### WHAT YOU NEED TO DO
Find the word "CrawlConfig" in the data. Return every line where it appears.

(RECORDS SUPPLIED)

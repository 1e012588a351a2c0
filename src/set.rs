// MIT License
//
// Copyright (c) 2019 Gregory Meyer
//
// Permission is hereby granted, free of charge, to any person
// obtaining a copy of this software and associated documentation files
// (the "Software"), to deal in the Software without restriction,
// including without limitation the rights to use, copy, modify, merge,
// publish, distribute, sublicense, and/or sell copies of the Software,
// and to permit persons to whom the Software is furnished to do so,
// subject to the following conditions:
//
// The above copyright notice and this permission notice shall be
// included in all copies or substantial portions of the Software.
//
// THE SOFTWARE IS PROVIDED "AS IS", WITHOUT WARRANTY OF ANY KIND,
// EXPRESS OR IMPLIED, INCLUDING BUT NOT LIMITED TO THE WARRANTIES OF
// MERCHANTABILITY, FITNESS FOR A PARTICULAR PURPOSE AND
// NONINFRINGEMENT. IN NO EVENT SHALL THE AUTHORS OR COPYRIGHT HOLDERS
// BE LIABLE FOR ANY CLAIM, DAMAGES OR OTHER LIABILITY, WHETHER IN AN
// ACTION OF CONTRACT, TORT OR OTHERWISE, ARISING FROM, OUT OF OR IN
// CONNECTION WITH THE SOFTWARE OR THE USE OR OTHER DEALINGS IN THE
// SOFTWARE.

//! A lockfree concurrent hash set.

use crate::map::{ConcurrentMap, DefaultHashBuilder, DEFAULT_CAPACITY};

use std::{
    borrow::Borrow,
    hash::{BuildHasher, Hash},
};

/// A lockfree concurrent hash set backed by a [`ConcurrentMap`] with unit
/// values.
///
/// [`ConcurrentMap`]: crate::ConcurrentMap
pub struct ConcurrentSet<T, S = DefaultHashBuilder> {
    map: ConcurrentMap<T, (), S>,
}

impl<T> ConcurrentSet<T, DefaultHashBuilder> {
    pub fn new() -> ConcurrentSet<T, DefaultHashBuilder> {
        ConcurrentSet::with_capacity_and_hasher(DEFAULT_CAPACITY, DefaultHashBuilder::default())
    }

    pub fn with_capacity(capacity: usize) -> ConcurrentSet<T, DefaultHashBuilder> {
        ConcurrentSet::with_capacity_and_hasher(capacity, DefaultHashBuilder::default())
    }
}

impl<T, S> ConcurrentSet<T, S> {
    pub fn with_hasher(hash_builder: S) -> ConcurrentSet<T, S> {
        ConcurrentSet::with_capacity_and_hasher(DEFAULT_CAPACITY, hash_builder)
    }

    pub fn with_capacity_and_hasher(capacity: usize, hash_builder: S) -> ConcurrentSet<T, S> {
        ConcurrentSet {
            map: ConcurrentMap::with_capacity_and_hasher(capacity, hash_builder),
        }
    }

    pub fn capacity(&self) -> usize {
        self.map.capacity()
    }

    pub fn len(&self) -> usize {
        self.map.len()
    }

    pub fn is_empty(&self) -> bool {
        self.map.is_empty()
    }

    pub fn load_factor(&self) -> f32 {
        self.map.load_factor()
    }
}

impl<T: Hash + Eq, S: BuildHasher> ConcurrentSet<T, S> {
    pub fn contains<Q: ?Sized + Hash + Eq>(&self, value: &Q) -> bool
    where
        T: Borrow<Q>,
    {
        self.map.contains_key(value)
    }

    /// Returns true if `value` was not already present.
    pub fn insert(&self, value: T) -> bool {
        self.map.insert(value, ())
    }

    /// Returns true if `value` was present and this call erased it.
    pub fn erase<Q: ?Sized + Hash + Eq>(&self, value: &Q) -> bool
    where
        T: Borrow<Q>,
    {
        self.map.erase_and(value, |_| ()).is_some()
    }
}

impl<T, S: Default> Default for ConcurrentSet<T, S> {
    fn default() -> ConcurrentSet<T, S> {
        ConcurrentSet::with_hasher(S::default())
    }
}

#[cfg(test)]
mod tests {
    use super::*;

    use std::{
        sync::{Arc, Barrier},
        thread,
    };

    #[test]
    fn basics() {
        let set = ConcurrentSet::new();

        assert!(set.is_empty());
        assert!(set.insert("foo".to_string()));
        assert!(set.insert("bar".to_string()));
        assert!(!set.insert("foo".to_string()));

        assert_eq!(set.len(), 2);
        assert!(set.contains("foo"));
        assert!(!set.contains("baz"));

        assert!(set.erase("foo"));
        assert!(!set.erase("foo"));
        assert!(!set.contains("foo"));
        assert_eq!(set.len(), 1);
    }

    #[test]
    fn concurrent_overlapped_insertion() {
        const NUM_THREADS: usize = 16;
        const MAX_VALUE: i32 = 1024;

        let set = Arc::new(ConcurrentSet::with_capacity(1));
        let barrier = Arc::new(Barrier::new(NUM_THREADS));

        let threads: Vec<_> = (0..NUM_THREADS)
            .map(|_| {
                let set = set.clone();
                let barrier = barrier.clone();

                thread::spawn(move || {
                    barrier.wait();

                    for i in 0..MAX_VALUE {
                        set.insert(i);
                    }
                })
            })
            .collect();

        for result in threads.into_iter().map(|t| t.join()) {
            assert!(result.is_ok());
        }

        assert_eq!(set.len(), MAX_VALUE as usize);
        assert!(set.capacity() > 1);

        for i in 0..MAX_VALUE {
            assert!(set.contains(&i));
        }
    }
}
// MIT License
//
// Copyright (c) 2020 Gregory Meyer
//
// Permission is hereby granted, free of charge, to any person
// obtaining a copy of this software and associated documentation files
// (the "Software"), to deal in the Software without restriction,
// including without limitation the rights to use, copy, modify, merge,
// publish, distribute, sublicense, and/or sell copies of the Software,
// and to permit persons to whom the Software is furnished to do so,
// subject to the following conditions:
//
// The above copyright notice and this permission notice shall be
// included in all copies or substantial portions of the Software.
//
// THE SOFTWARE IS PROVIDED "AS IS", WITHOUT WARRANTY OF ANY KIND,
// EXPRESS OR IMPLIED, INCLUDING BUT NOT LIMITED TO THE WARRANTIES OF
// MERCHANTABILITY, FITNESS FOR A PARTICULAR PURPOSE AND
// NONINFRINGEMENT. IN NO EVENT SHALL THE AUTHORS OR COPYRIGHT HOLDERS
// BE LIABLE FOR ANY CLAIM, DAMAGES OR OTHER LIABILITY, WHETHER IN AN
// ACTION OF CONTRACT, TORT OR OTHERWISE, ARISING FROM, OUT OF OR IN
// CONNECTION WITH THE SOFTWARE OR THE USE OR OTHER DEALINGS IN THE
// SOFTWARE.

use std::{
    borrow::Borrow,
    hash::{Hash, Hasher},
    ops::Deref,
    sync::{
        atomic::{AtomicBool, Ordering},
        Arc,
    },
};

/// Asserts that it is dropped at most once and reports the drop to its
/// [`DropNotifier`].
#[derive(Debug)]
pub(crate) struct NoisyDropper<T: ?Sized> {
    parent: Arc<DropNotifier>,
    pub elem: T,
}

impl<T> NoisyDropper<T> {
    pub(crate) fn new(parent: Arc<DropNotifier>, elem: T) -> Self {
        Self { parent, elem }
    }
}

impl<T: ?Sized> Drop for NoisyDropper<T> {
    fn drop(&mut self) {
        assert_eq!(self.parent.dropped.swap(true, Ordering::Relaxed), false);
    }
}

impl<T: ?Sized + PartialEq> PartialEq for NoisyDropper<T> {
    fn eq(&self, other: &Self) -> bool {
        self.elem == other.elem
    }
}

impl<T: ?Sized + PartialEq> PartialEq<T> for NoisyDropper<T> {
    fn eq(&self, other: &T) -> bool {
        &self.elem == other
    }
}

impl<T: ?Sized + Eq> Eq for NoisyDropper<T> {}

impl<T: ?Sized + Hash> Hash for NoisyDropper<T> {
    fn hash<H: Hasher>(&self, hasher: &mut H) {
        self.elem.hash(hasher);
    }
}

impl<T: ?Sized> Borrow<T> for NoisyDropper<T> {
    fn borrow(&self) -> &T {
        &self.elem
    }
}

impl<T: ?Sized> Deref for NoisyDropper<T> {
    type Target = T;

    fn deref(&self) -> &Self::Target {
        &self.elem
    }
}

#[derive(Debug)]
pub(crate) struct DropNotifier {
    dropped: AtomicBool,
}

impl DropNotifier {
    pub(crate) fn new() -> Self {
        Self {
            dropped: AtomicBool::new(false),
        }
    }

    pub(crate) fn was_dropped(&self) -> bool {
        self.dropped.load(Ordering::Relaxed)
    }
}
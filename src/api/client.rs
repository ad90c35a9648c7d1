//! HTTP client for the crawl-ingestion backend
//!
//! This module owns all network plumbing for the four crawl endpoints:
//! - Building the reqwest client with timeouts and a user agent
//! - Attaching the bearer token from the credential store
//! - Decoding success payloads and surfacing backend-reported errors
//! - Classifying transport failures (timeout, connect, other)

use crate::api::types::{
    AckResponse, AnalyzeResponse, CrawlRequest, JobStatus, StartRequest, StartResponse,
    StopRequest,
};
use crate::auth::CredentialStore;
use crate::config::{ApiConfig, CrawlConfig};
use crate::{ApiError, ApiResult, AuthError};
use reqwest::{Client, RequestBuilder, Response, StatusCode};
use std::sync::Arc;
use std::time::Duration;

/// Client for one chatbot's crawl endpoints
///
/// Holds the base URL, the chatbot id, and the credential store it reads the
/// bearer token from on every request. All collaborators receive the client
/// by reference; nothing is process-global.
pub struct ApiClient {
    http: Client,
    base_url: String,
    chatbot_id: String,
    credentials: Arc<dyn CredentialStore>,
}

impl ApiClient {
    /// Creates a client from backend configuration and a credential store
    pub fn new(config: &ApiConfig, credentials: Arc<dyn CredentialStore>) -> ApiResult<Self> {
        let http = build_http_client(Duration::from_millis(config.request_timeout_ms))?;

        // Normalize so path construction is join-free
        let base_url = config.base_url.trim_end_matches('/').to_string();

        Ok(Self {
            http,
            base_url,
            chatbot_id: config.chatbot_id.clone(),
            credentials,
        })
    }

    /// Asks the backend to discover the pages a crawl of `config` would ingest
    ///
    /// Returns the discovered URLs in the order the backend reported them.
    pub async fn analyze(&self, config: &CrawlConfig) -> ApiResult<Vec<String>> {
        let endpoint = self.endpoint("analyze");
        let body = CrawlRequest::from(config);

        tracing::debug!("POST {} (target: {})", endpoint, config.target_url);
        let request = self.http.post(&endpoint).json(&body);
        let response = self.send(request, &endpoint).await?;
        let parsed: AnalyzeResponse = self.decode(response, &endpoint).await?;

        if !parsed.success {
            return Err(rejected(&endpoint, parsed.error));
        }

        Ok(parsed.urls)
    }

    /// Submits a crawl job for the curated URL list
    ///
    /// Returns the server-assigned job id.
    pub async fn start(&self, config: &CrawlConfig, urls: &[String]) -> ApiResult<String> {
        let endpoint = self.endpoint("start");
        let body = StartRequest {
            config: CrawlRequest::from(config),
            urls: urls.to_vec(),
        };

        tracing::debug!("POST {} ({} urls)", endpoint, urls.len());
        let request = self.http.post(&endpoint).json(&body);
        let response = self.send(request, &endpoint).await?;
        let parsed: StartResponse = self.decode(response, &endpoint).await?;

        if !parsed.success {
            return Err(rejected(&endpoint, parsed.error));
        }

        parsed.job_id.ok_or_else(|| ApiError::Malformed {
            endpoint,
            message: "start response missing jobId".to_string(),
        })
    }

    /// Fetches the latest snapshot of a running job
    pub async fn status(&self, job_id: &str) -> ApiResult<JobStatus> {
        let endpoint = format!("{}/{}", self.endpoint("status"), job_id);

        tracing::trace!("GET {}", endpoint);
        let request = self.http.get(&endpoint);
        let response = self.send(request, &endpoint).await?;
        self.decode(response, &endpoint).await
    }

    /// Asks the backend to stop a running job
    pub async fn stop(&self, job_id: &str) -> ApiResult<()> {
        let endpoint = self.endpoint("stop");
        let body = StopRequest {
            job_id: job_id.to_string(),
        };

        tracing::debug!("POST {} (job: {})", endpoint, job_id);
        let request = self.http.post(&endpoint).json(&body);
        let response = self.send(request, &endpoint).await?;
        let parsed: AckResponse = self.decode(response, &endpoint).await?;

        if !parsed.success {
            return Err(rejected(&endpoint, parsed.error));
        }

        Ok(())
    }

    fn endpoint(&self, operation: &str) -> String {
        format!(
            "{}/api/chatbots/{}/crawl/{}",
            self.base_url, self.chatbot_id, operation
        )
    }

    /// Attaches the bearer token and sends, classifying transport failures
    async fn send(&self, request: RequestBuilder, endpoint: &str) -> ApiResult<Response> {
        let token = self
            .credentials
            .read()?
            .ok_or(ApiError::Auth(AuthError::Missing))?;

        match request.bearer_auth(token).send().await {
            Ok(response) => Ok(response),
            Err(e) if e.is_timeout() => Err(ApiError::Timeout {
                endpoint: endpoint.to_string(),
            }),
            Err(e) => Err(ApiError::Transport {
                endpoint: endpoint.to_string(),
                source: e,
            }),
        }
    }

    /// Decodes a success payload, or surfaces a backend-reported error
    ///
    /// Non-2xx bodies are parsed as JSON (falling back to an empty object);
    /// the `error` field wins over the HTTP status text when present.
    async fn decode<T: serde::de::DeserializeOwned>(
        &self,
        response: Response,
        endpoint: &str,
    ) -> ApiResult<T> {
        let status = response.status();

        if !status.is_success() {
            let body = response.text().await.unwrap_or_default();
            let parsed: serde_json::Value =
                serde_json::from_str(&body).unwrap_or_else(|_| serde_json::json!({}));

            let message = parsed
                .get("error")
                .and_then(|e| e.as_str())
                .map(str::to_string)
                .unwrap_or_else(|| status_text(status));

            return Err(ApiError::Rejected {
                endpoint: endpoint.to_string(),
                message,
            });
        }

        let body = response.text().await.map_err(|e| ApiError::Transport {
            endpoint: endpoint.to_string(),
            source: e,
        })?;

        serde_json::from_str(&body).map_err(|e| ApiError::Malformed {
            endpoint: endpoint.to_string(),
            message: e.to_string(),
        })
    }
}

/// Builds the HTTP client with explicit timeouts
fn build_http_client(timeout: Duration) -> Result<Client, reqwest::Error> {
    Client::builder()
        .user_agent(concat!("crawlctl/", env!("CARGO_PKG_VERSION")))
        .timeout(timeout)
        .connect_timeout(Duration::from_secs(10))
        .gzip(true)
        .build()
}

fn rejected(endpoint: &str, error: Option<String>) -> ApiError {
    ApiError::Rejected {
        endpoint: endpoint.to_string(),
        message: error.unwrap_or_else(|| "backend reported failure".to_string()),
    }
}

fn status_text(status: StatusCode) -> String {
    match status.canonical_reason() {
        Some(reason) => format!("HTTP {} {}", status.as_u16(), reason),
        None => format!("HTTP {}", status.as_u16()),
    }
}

(End RECORDS SUPPLIED)

### ANSWER TO THIS PROBLEM
use crate::config::{ApiConfig, CrawlConfig};
    pub async fn analyze(&self, config: &CrawlConfig) -> ApiResult<Vec<String>> {
    pub async fn start(&self, config: &CrawlConfig, urls: &[String]) -> ApiResult<String> {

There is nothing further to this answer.